Exercise => Produce word for word the lines of the data below running from the one that has "reports the verdict." to the one that has "cannot be rendered.", inclusive, and no others.

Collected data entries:
◆ ◆ ◆ ◆

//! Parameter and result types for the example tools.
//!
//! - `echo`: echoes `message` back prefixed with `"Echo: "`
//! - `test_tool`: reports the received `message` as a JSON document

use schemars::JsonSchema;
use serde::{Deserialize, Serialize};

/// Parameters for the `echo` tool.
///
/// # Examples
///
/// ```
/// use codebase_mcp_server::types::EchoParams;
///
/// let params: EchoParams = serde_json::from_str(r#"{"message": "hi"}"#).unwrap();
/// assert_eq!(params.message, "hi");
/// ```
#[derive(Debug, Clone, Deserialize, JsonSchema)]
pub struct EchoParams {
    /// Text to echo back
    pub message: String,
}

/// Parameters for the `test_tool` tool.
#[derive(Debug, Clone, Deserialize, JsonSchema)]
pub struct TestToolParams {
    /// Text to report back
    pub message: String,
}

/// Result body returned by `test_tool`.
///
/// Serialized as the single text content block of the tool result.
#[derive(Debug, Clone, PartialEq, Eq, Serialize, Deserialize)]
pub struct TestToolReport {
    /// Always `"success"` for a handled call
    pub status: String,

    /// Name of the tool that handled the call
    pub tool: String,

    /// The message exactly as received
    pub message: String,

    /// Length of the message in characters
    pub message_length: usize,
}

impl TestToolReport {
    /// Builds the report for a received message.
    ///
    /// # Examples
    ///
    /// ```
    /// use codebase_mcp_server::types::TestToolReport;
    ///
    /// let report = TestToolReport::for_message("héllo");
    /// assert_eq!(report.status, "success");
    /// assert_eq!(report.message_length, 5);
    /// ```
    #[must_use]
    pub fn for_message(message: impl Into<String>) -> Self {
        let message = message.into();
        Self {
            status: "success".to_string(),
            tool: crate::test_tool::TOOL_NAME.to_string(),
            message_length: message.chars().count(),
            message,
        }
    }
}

◆ ◆ ◆ ◆

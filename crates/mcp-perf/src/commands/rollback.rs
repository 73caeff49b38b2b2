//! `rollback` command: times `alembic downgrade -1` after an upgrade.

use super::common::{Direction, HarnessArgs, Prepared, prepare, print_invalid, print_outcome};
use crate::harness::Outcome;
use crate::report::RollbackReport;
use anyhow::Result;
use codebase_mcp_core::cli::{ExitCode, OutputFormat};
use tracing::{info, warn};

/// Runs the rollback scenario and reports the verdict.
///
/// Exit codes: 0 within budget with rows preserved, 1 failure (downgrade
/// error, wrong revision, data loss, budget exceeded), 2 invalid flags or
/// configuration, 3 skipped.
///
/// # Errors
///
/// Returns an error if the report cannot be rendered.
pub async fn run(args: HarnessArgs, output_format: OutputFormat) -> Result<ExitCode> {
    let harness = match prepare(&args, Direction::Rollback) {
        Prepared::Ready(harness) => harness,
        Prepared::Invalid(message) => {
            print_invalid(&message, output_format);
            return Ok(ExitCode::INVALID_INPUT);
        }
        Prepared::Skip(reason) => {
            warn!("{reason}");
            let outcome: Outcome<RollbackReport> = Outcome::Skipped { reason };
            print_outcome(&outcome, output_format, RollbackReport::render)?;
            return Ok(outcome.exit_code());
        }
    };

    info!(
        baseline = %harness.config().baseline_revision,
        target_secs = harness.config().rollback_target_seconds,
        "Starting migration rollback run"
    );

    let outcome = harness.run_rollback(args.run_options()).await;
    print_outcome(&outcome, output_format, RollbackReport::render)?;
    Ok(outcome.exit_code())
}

◆ ◆ ◆ ◆

Written reply =>
/// Runs the rollback scenario and reports the verdict.
///
/// Exit codes: 0 within budget with rows preserved, 1 failure (downgrade
/// error, wrong revision, data loss, budget exceeded), 2 invalid flags or
/// configuration, 3 skipped.
///
/// # Errors
///
/// Returns an error if the report cannot be rendered.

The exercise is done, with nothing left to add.